The source of oxidative stress varies from environment to environment within the body, but previous studies point to one possible source in the brain: an accumulation of iron, according to Ardehali, who is also a professor of Medicine in the Division of Cardiology and of Pharmacology, and a member of the Robert H. Lurie Comprehensive Cancer Center of Northwestern University.
In the current study, Ardehali, along with first author Tatsuya Sato, MD, PhD, assistant professor at the Sapporo Medical University School of Medicine and a former postdoctoral fellow in the Ardehali laboratory, examined young and aged mice, measuring both cytoplasmic and mitochondrial iron throughout the body. The investigators found the brain was the only organ which showed an increase in both cytoplasmic and mitochondrial iron as the animals aged.

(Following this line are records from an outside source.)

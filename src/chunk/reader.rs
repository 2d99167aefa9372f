use crate::{Error, Result, DEFAULT_CHUNK_SIZE, MAX_CHUNK_SIZE};
use crate::chunk::{Chunk, ChunkHeader, ChunkStreamContext, EXTENDED_TIMESTAMP};
use crate::protocol::{RtmpHeader, RtmpPacket};
use bytes::Bytes;
use std::collections::HashMap;
use tokio::io::{AsyncRead, AsyncReadExt};

/// Inbound chunk decoder and message reassembler.
///
/// Header compression state and partial payloads are tracked per chunk
/// stream id, so chunks of different messages may interleave freely.
pub struct ChunkReader {
    /// Chunk streams by ID
    chunk_streams: HashMap<u32, ChunkStreamContext>,

    /// Current chunk size for reading, set by the peer's SetChunkSize
    chunk_size_in: usize,
}

impl Default for ChunkReader {
    fn default() -> Self {
        Self::new()
    }
}

impl ChunkReader {
    pub fn new() -> Self {
        ChunkReader {
            chunk_streams: HashMap::new(),
            chunk_size_in: DEFAULT_CHUNK_SIZE as usize,
        }
    }

    pub fn chunk_size(&self) -> usize {
        self.chunk_size_in
    }

    /// Apply the peer's SetChunkSize
    pub fn set_chunk_size(&mut self, size: u32) -> Result<()> {
        if size == 0 || size > MAX_CHUNK_SIZE {
            return Err(Error::protocol(format!("Invalid peer chunk size {}", size)));
        }
        self.chunk_size_in = size as usize;
        Ok(())
    }

    /// Discard the partially received message on a chunk stream
    pub fn abort(&mut self, cs_id: u32) {
        if let Some(context) = self.chunk_streams.get_mut(&cs_id) {
            context.abort();
        }
    }

    /// Read chunks until a message is complete
    pub async fn read_message<R: AsyncRead + Unpin>(&mut self, reader: &mut R) -> Result<RtmpPacket> {
        loop {
            if let Some(packet) = self.read_chunk(reader).await?.message {
                return Ok(packet);
            }
        }
    }

    /// Read next chunk from stream
    pub async fn read_chunk<R: AsyncRead + Unpin>(&mut self, reader: &mut R) -> Result<Chunk> {
        let first_byte = reader.read_u8().await?;
        let basic = Self::parse_basic_header(first_byte, reader).await?;

        let chunk_size = self.chunk_size_in;
        let context = self.chunk_streams.entry(basic.cs_id).or_default();
        let header = Self::read_message_header(basic, context, reader).await?;

        let to_read = context.bytes_remaining().min(chunk_size);
        let mut data = vec![0u8; to_read];
        reader.read_exact(&mut data).await?;

        let message = context.add_chunk_data(&data);
        Ok(Chunk {
            basic,
            header,
            data: Bytes::from(data),
            message,
        })
    }

    /// Parse basic header and get chunk stream ID
    async fn parse_basic_header<R: AsyncRead + Unpin>(first_byte: u8, reader: &mut R) -> Result<ChunkHeader> {
        let fmt = (first_byte >> 6) & 0x03;
        let cs_id = match first_byte & 0x3F {
            0 => reader.read_u8().await? as u32 + 64,
            1 => {
                let mut id_bytes = [0u8; 2];
                reader.read_exact(&mut id_bytes).await?;
                id_bytes[0] as u32 + id_bytes[1] as u32 * 256 + 64
            }
            n => n as u32,
        };
        Ok(ChunkHeader { fmt, cs_id })
    }

    /// Resolve the message header for this chunk and record it as the
    /// lane's previous header.
    async fn read_message_header<R: AsyncRead + Unpin>(
        basic: ChunkHeader,
        context: &mut ChunkStreamContext,
        reader: &mut R,
    ) -> Result<RtmpHeader> {
        let ChunkHeader { fmt, cs_id } = basic;
        let prev = context.prev_header;
        let missing_prev = || Error::chunk(format!("fmt {} chunk on csid {} without a previous header", fmt, cs_id));

        if fmt != 3 && context.is_assembling() {
            log::debug!("New header on csid {} drops a partial message", cs_id);
            context.abort();
        }

        let header = match fmt {
            0 => {
                let mut header_bytes = [0u8; 11];
                reader.read_exact(&mut header_bytes).await?;
                let (timestamp, extended) = Self::read_timestamp(u24(&header_bytes[0..3]), reader).await?;
                context.timestamp_delta = 0;
                context.extended_timestamp = extended;

                RtmpHeader::new(
                    timestamp,
                    u24(&header_bytes[3..6]),
                    header_bytes[6],
                    u32::from_le_bytes([header_bytes[7], header_bytes[8], header_bytes[9], header_bytes[10]]),
                    cs_id,
                )
            }
            1 => {
                let prev = prev.ok_or_else(missing_prev)?;
                let mut header_bytes = [0u8; 7];
                reader.read_exact(&mut header_bytes).await?;
                let (delta, extended) = Self::read_timestamp(u24(&header_bytes[0..3]), reader).await?;
                context.timestamp_delta = delta;
                context.extended_timestamp = extended;

                RtmpHeader::new(
                    prev.timestamp.wrapping_add(delta),
                    u24(&header_bytes[3..6]),
                    header_bytes[6],
                    prev.message_stream_id,
                    cs_id,
                )
            }
            2 => {
                let prev = prev.ok_or_else(missing_prev)?;
                let mut header_bytes = [0u8; 3];
                reader.read_exact(&mut header_bytes).await?;
                let (delta, extended) = Self::read_timestamp(u24(&header_bytes), reader).await?;
                context.timestamp_delta = delta;
                context.extended_timestamp = extended;

                RtmpHeader {
                    timestamp: prev.timestamp.wrapping_add(delta),
                    ..prev
                }
            }
            _ => {
                let prev = prev.ok_or_else(missing_prev)?;
                if context.extended_timestamp {
                    // Repeats the field of the inherited header
                    reader.read_u32().await?;
                }
                if context.is_assembling() {
                    prev
                } else {
                    RtmpHeader {
                        timestamp: prev.timestamp.wrapping_add(context.timestamp_delta),
                        ..prev
                    }
                }
            }
        };

        context.prev_header = Some(header);
        Ok(header)
    }

    async fn read_timestamp<R: AsyncRead + Unpin>(field: u32, reader: &mut R) -> Result<(u32, bool)> {
        if field == EXTENDED_TIMESTAMP {
            Ok((reader.read_u32().await?, true))
        } else {
            Ok((field, false))
        }
    }
}

fn u24(bytes: &[u8]) -> u32 {
    u32::from_be_bytes([0, bytes[0], bytes[1], bytes[2]])
}

#[cfg(test)]
mod tests {
    use super::*;
    use crate::chunk::ChunkWriter;
    use crate::protocol::{MSG_TYPE_AUDIO, MSG_TYPE_VIDEO};

    async fn read_all(reader: &mut ChunkReader, bytes: &[u8]) -> Vec<RtmpPacket> {
        let mut input = bytes;
        let mut packets = Vec::new();
        while !input.is_empty() {
            packets.push(reader.read_message(&mut input).await.unwrap());
        }
        packets
    }

    #[tokio::test]
    async fn test_round_trip_lengths_and_chunk_sizes() {
        for chunk_size in [1usize, 7, 128, 4096] {
            for len in [0usize, 1, 127, 128, 129, 1000, 9000] {
                let payload: Vec<u8> = (0..len).map(|i| (i % 251) as u8).collect();
                let packet = RtmpPacket::new(RtmpHeader::video(1234, 1), payload.clone());

                let mut writer = ChunkWriter::new();
                writer.set_chunk_size(chunk_size);
                let bytes = writer.encode_packet(&packet).unwrap();

                let mut reader = ChunkReader::new();
                reader.set_chunk_size(chunk_size as u32).unwrap();
                let decoded = read_all(&mut reader, &bytes).await;

                assert_eq!(decoded.len(), 1);
                assert_eq!(decoded[0].payload(), &payload[..]);
                assert_eq!(decoded[0].header, packet.header);
            }
        }
    }

    #[tokio::test]
    async fn test_fmt2_deltas() {
        let bytes = [
            // fmt0 csid 4, ts 1000, len 1, audio, stream 1
            0x04, 0x00, 0x03, 0xE8, 0x00, 0x00, 0x01, 0x08, 0x01, 0x00, 0x00, 0x00, 0xAA,
            // fmt2 delta 40
            0x84, 0x00, 0x00, 0x28, 0xBB,
            0x84, 0x00, 0x00, 0x28, 0xCC,
        ];
        let mut reader = ChunkReader::new();
        let packets = read_all(&mut reader, &bytes).await;

        let timestamps: Vec<u32> = packets.iter().map(|p| p.timestamp()).collect();
        assert_eq!(timestamps, vec![1000, 1040, 1080]);
        assert!(packets.iter().all(|p| p.message_type() == MSG_TYPE_AUDIO && p.message_stream_id() == 1));
    }

    #[tokio::test]
    async fn test_fmt1_changes_length_and_type() {
        let bytes = [
            0x04, 0x00, 0x00, 0x0A, 0x00, 0x00, 0x01, 0x08, 0x01, 0x00, 0x00, 0x00, 0xAA,
            // fmt1 delta 5, len 2, video
            0x44, 0x00, 0x00, 0x05, 0x00, 0x00, 0x02, 0x09, 0x01, 0x02,
        ];
        let mut reader = ChunkReader::new();
        let packets = read_all(&mut reader, &bytes).await;

        assert_eq!(packets[1].timestamp(), 15);
        assert_eq!(packets[1].message_type(), MSG_TYPE_VIDEO);
        assert_eq!(packets[1].message_stream_id(), 1);
        assert_eq!(packets[1].payload(), &[0x01, 0x02]);
    }

    #[tokio::test]
    async fn test_fmt3_new_message_reapplies_delta() {
        let bytes = [
            0x04, 0x00, 0x03, 0xE8, 0x00, 0x00, 0x01, 0x08, 0x01, 0x00, 0x00, 0x00, 0xAA,
            0x84, 0x00, 0x00, 0x14, 0xBB,
            // fmt3 starting new messages
            0xC4, 0xCC,
            0xC4, 0xDD,
        ];
        let mut reader = ChunkReader::new();
        let packets = read_all(&mut reader, &bytes).await;

        let timestamps: Vec<u32> = packets.iter().map(|p| p.timestamp()).collect();
        assert_eq!(timestamps, vec![1000, 1020, 1040, 1060]);
    }

    #[tokio::test]
    async fn test_fmt3_continuation_keeps_timestamp() {
        let mut bytes = vec![
            // fmt0 csid 4, ts 500, len 130
            0x04, 0x00, 0x01, 0xF4, 0x00, 0x00, 0x82, 0x08, 0x01, 0x00, 0x00, 0x00,
        ];
        bytes.extend_from_slice(&[1u8; 128]);
        bytes.extend_from_slice(&[0xC4, 2, 2]);

        let mut reader = ChunkReader::new();
        let mut input = &bytes[..];
        let first = reader.read_chunk(&mut input).await.unwrap();
        assert!(first.message.is_none());
        let second = reader.read_chunk(&mut input).await.unwrap();
        assert_eq!(second.header.timestamp, 500);

        let packet = second.message.unwrap();
        assert_eq!(packet.timestamp(), 500);
        assert_eq!(packet.payload().len(), 130);
    }

    #[tokio::test]
    async fn test_extended_timestamp_every_fmt() {
        let bytes = [
            // fmt0 with extended absolute 0x01000000
            0x04, 0xFF, 0xFF, 0xFF, 0x00, 0x00, 0x01, 0x08, 0x01, 0x00, 0x00, 0x00,
            0x01, 0x00, 0x00, 0x00, 0xAA,
            // fmt3 new message: extended field repeated, delta 0
            0xC4, 0x01, 0x00, 0x00, 0x00, 0xAB,
            // fmt1 with extended delta 0x01000000
            0x44, 0xFF, 0xFF, 0xFF, 0x00, 0x00, 0x01, 0x08, 0x01, 0x00, 0x00, 0x00, 0xBB,
            // fmt2 with extended delta 0x01000000
            0x84, 0xFF, 0xFF, 0xFF, 0x01, 0x00, 0x00, 0x00, 0xCC,
            // fmt3 new message: extended field repeated, delta re-applied
            0xC4, 0x01, 0x00, 0x00, 0x00, 0xDD,
        ];
        let mut reader = ChunkReader::new();
        let packets = read_all(&mut reader, &bytes).await;

        let timestamps: Vec<u32> = packets.iter().map(|p| p.timestamp()).collect();
        assert_eq!(
            timestamps,
            vec![0x0100_0000, 0x0100_0000, 0x0200_0000, 0x0300_0000, 0x0400_0000]
        );
        let payloads: Vec<u8> = packets.iter().map(|p| p.payload()[0]).collect();
        assert_eq!(payloads, vec![0xAA, 0xAB, 0xBB, 0xCC, 0xDD]);
    }

    #[tokio::test]
    async fn test_extended_csid_forms() {
        for cs_id in [64u32, 319, 320, 65599] {
            let mut header = RtmpHeader::audio(7, 1);
            header.chunk_stream_id = cs_id;
            let packet = RtmpPacket::new(header, vec![0xAF, 0x01]);
            let bytes = ChunkWriter::new().encode_packet(&packet).unwrap();

            let mut reader = ChunkReader::new();
            let decoded = read_all(&mut reader, &bytes).await;
            assert_eq!(decoded[0].header.chunk_stream_id, cs_id);
        }
    }

    #[tokio::test]
    async fn test_interleaved_chunk_streams() {
        let audio = RtmpPacket::new(RtmpHeader::audio(10, 1), vec![1u8; 200]);
        let video = RtmpPacket::new(RtmpHeader::video(20, 1), vec![2u8; 200]);
        let mut writer = ChunkWriter::new();
        let a = writer.encode_packet(&audio).unwrap();
        let v = writer.encode_packet(&video).unwrap();

        // first chunk of each, then the remainders
        let a_first = 12 + 128;
        let v_first = 12 + 128;
        let mut bytes = Vec::new();
        bytes.extend_from_slice(&a[..a_first]);
        bytes.extend_from_slice(&v[..v_first]);
        bytes.extend_from_slice(&a[a_first..]);
        bytes.extend_from_slice(&v[v_first..]);

        let mut reader = ChunkReader::new();
        let packets = read_all(&mut reader, &bytes).await;
        assert_eq!(packets.len(), 2);
        assert_eq!(packets[0].message_type(), MSG_TYPE_AUDIO);
        assert_eq!(packets[0].payload(), &[1u8; 200][..]);
        assert_eq!(packets[1].message_type(), MSG_TYPE_VIDEO);
        assert_eq!(packets[1].payload(), &[2u8; 200][..]);
    }

    #[tokio::test]
    async fn test_unseen_csid_is_fatal() {
        for first in [0x44u8, 0x84, 0xC4] {
            let bytes = [first, 0, 0, 0, 0, 0, 0, 0, 0];
            let mut reader = ChunkReader::new();
            let err = reader.read_chunk(&mut &bytes[..]).await.unwrap_err();
            assert!(matches!(err, Error::Chunk(_)));
            assert!(err.is_fatal());
        }
    }

    #[tokio::test]
    async fn test_abort_then_fresh_message() {
        let mut bytes = vec![0x04, 0x00, 0x00, 0x01, 0x00, 0x00, 0x82, 0x08, 0x01, 0x00, 0x00, 0x00];
        bytes.extend_from_slice(&[1u8; 128]);

        let mut reader = ChunkReader::new();
        let mut input = &bytes[..];
        assert!(reader.read_chunk(&mut input).await.unwrap().message.is_none());
        reader.abort(4);

        // fmt3 now starts a new 130-byte message from scratch
        let mut rest = vec![0xC4];
        rest.extend_from_slice(&[3u8; 128]);
        rest.extend_from_slice(&[0xC4, 3, 3]);
        let packets = read_all(&mut reader, &rest).await;
        assert_eq!(packets[0].payload(), &[3u8; 130][..]);
    }

    #[tokio::test]
    async fn test_short_read_is_io_error() {
        let bytes = [0x04, 0x00, 0x00];
        let mut reader = ChunkReader::new();
        let err = reader.read_message(&mut &bytes[..]).await.unwrap_err();
        assert!(matches!(err, Error::Io(_)));
    }

    #[test]
    fn test_invalid_chunk_size() {
        let mut reader = ChunkReader::new();
        assert!(reader.set_chunk_size(0).is_err());
        assert!(reader.set_chunk_size(0x8000_0000).is_err());
        assert!(reader.set_chunk_size(4096).is_ok());
        assert_eq!(reader.chunk_size(), 4096);
    }
}
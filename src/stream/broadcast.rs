use async_trait::async_trait;
use std::collections::VecDeque;
use std::sync::atomic::{AtomicUsize, Ordering};
use std::sync::Arc;
use tokio::sync::{watch, RwLock};

/// Entries kept in the live log before the oldest are dropped. A stream
/// without key frames (audio only) never resets, so the log needs a bound.
const MAX_LOG_ENTRIES: usize = 4096;

/// Cached items every reader receives before live data, in this order
#[derive(Debug, Clone, Copy, PartialEq, Eq)]
pub enum MetaSlot {
    Metadata = 0,
    VideoSequence = 1,
    AudioSequence = 2,
}

impl MetaSlot {
    pub const ALL: [MetaSlot; 3] = [MetaSlot::Metadata, MetaSlot::VideoSequence, MetaSlot::AudioSequence];

    fn index(self) -> usize {
        self as usize
    }
}

/// Single-writer, multi-reader live buffer.
#[async_trait]
pub trait Broadcast<T>: Send + Sync {
    /// Append a live item
    async fn write(&self, item: T);

    /// Replace a cached slot; readers that already joined get the new value
    /// once, in order with live items
    async fn write_meta(&self, slot: MetaSlot, item: T);

    /// Drop the live log, keeping the meta slots
    async fn reset(&self);

    /// Stop the buffer; readers return `None` once drained
    async fn end(&self);

    async fn is_ended(&self) -> bool;

    /// Join at the current position: meta slots first, then the live log
    async fn reader(&self) -> Box<dyn BroadcastReader<T>>;

    /// Readers currently attached
    fn reader_count(&self) -> usize;
}

#[async_trait]
pub trait BroadcastReader<T>: Send {
    /// Next item, waiting for one if needed. `None` once the buffer ended.
    async fn read(&mut self) -> Option<T>;
}

enum Entry<T> {
    Live(T),
    Meta { slot: MetaSlot, version: u64, item: T },
}

struct State<T> {
    /// Sequence number of `log[0]`
    base: u64,
    log: VecDeque<Entry<T>>,
    meta: [Option<(u64, T)>; 3],
    next_version: u64,
    ended: bool,
}

struct Shared<T> {
    state: RwLock<State<T>>,
    changes: watch::Sender<u64>,
    readers: AtomicUsize,
}

impl<T> Shared<T> {
    fn notify(&self) {
        self.changes.send_modify(|seq| *seq = seq.wrapping_add(1));
    }
}

/// In-memory `Broadcast` holding the current GOP behind a lock, with
/// readers woken through a watch channel.
pub struct GopBuffer<T> {
    shared: Arc<Shared<T>>,
}

impl<T> Default for GopBuffer<T> {
    fn default() -> Self {
        Self::new()
    }
}

impl<T> GopBuffer<T> {
    pub fn new() -> Self {
        let (changes, _) = watch::channel(0);
        GopBuffer {
            shared: Arc::new(Shared {
                state: RwLock::new(State {
                    base: 0,
                    log: VecDeque::new(),
                    meta: [None, None, None],
                    next_version: 1,
                    ended: false,
                }),
                changes,
                readers: AtomicUsize::new(0),
            }),
        }
    }

    fn push(state: &mut State<T>, entry: Entry<T>) {
        state.log.push_back(entry);
        if state.log.len() > MAX_LOG_ENTRIES {
            state.log.pop_front();
            state.base += 1;
        }
    }
}

#[async_trait]
impl<T: Clone + Send + Sync + 'static> Broadcast<T> for GopBuffer<T> {
    async fn write(&self, item: T) {
        {
            let mut state = self.shared.state.write().await;
            if state.ended {
                return;
            }
            Self::push(&mut state, Entry::Live(item));
        }
        self.shared.notify();
    }

    async fn write_meta(&self, slot: MetaSlot, item: T) {
        {
            let mut state = self.shared.state.write().await;
            if state.ended {
                return;
            }
            let version = state.next_version;
            state.next_version += 1;
            state.meta[slot.index()] = Some((version, item.clone()));
            Self::push(&mut state, Entry::Meta { slot, version, item });
        }
        self.shared.notify();
    }

    async fn reset(&self) {
        let mut state = self.shared.state.write().await;
        state.base += state.log.len() as u64;
        state.log.clear();
    }

    async fn end(&self) {
        self.shared.state.write().await.ended = true;
        self.shared.notify();
    }

    async fn is_ended(&self) -> bool {
        self.shared.state.read().await.ended
    }

    async fn reader(&self) -> Box<dyn BroadcastReader<T>> {
        let state = self.shared.state.read().await;
        let mut reader = GopReader {
            shared: self.shared.clone(),
            changes: self.shared.changes.subscribe(),
            cursor: state.base,
            seen: [0; 3],
            pending: VecDeque::new(),
        };
        reader.catch_up_meta(&state);
        self.shared.readers.fetch_add(1, Ordering::SeqCst);
        Box::new(reader)
    }

    fn reader_count(&self) -> usize {
        self.shared.readers.load(Ordering::SeqCst)
    }
}

struct GopReader<T> {
    shared: Arc<Shared<T>>,
    changes: watch::Receiver<u64>,
    /// Sequence number of the next log entry to deliver
    cursor: u64,
    /// Highest meta version delivered per slot
    seen: [u64; 3],
    pending: VecDeque<T>,
}

impl<T: Clone> GopReader<T> {
    /// Queue every slot newer than what this reader has delivered
    fn catch_up_meta(&mut self, state: &State<T>) {
        for slot in MetaSlot::ALL {
            if let Some((version, item)) = &state.meta[slot.index()] {
                if *version > self.seen[slot.index()] {
                    self.seen[slot.index()] = *version;
                    self.pending.push_back(item.clone());
                }
            }
        }
    }

    /// Next item available without waiting. `Err(())` once ended and drained.
    fn poll_state(&mut self, state: &State<T>) -> Result<Option<T>, ()> {
        loop {
            if let Some(item) = self.pending.pop_front() {
                return Ok(Some(item));
            }

            if self.cursor < state.base {
                // The log was reset or trimmed past us
                self.cursor = state.base;
                self.catch_up_meta(state);
                continue;
            }

            let index = (self.cursor - state.base) as usize;
            match state.log.get(index) {
                Some(Entry::Live(item)) => {
                    self.cursor += 1;
                    return Ok(Some(item.clone()));
                }
                Some(Entry::Meta { slot, version, item }) => {
                    self.cursor += 1;
                    if *version > self.seen[slot.index()] {
                        self.seen[slot.index()] = *version;
                        return Ok(Some(item.clone()));
                    }
                }
                None if state.ended => return Err(()),
                None => return Ok(None),
            }
        }
    }
}

#[async_trait]
impl<T: Clone + Send + Sync + 'static> BroadcastReader<T> for GopReader<T> {
    async fn read(&mut self) -> Option<T> {
        loop {
            self.changes.borrow_and_update();
            {
                let shared = self.shared.clone();
                let state = shared.state.read().await;
                match self.poll_state(&state) {
                    Ok(Some(item)) => return Some(item),
                    Ok(None) => {}
                    Err(()) => return None,
                }
            }
            if self.changes.changed().await.is_err() {
                return None;
            }
        }
    }
}

impl<T> Drop for GopReader<T> {
    fn drop(&mut self) {
        self.shared.readers.fetch_sub(1, Ordering::SeqCst);
    }
}
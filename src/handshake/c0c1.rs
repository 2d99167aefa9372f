use crate::{Error, Result};
use crate::handshake::state::*;

/// Client handshake (C0 + C1)
#[derive(Debug, Clone)]
pub struct C0C1 {
    /// RTMP version (C0)
    pub version: u8,

    /// Raw C1 block
    pub c1: Vec<u8>,
}

impl C0C1 {
    /// Parse C0+C1 from bytes
    pub fn parse(data: &[u8]) -> Result<Self> {
        if data.len() < 1 + HANDSHAKE_SIZE {
            return Err(Error::handshake(format!(
                "C0+C1 too short: {} bytes, expected {}",
                data.len(),
                1 + HANDSHAKE_SIZE
            )));
        }

        let version = data[0];
        if version != RTMP_VERSION {
            return Err(Error::handshake(format!(
                "Unsupported RTMP version: {}, expected {}",
                version, RTMP_VERSION
            )));
        }

        Ok(C0C1 {
            version,
            c1: data[1..1 + HANDSHAKE_SIZE].to_vec(),
        })
    }

    /// Client epoch from the first four bytes of C1
    pub fn timestamp(&self) -> u32 {
        u32::from_be_bytes([self.c1[0], self.c1[1], self.c1[2], self.c1[3]])
    }

    /// Locate and verify the client digest.
    ///
    /// The digest block after the key (COMPLEX1) is tried before the one
    /// in front of it (COMPLEX2). A C1 that verifies under neither is
    /// treated as a simple handshake.
    pub fn detect_mode(&self) -> (HandshakeMode, Option<[u8; DIGEST_SIZE]>) {
        for mode in [HandshakeMode::Complex1, HandshakeMode::Complex2] {
            if let Some(digest) = self.verify_digest(mode) {
                return (mode, Some(digest));
            }
        }
        (HandshakeMode::Simple, None)
    }

    fn verify_digest(&self, mode: HandshakeMode) -> Option<[u8; DIGEST_SIZE]> {
        let position = digest_position(&self.c1, mode.digest_block()?);
        let expected = compute_digest(&self.c1, position, &FP_KEY[..FP_PARTIAL_KEY_LEN]);
        let mut found = [0u8; DIGEST_SIZE];
        found.copy_from_slice(&self.c1[position..position + DIGEST_SIZE]);
        (found == expected).then_some(found)
    }
}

Next, Sato examined expression of genes associated with iron homeostasis, finding that the gene coding for a peptide hormone — hepcidin — was dramatically upregulated in the brain cortex of older animals. Hepcidin is a hormone produced by the liver that controls systemic iron homeostasis, but in the context of this study, brain-derived hepcidin’s most important function is inhibition of ferroportin, a protein that exports iron from the neuronal cells, leading to marked iron accumulation in the aged brain.
“This is likely a key player in iron accumulation in the aged brain,” Sato said.
The detailed mechanism of increased brain-derived hepcidin expression in the aged brain requires further study, but age-related inflammation and increased expression of iron-sensing protein transferrin receptor 2 may be possible regulators, Ardehali said. Increased hepcidin also may lead to increased iron in the mitochondria — more than the organelles can utilize — leading to buildup of iron and eventual cell damage. This finding spotlights a possible therapeutic strategy, according to Sato.
“If we can restore intracellular iron levels via suppressing this brain-derived hepcidin, we might be able to improve age-related cognitive decline,” Sato said.
There are ongoing studies using iron chelators — substances that bind to iron and make it biologically unavailable — to treat coronary artery disease, and Ardehali said a similar strategy could be used in the brain, as well.
The wrinkle is in the specific compound: to reduce iron concentration in the brain would require a chelator that can pass the blood-brain barrier. However, there is an ongoing clinical trial assessing the effects of a specific iron chelator in Parkinson’s disease.
“Not all chelators get though the barrier but one does. Exploring this possible therapy is our next step,” Ardehali said.
This study was supported by National Institutes of Health grants R01 HL127646, R01 HL140973 and R01 HL138982, and a grant from Leducq foundation.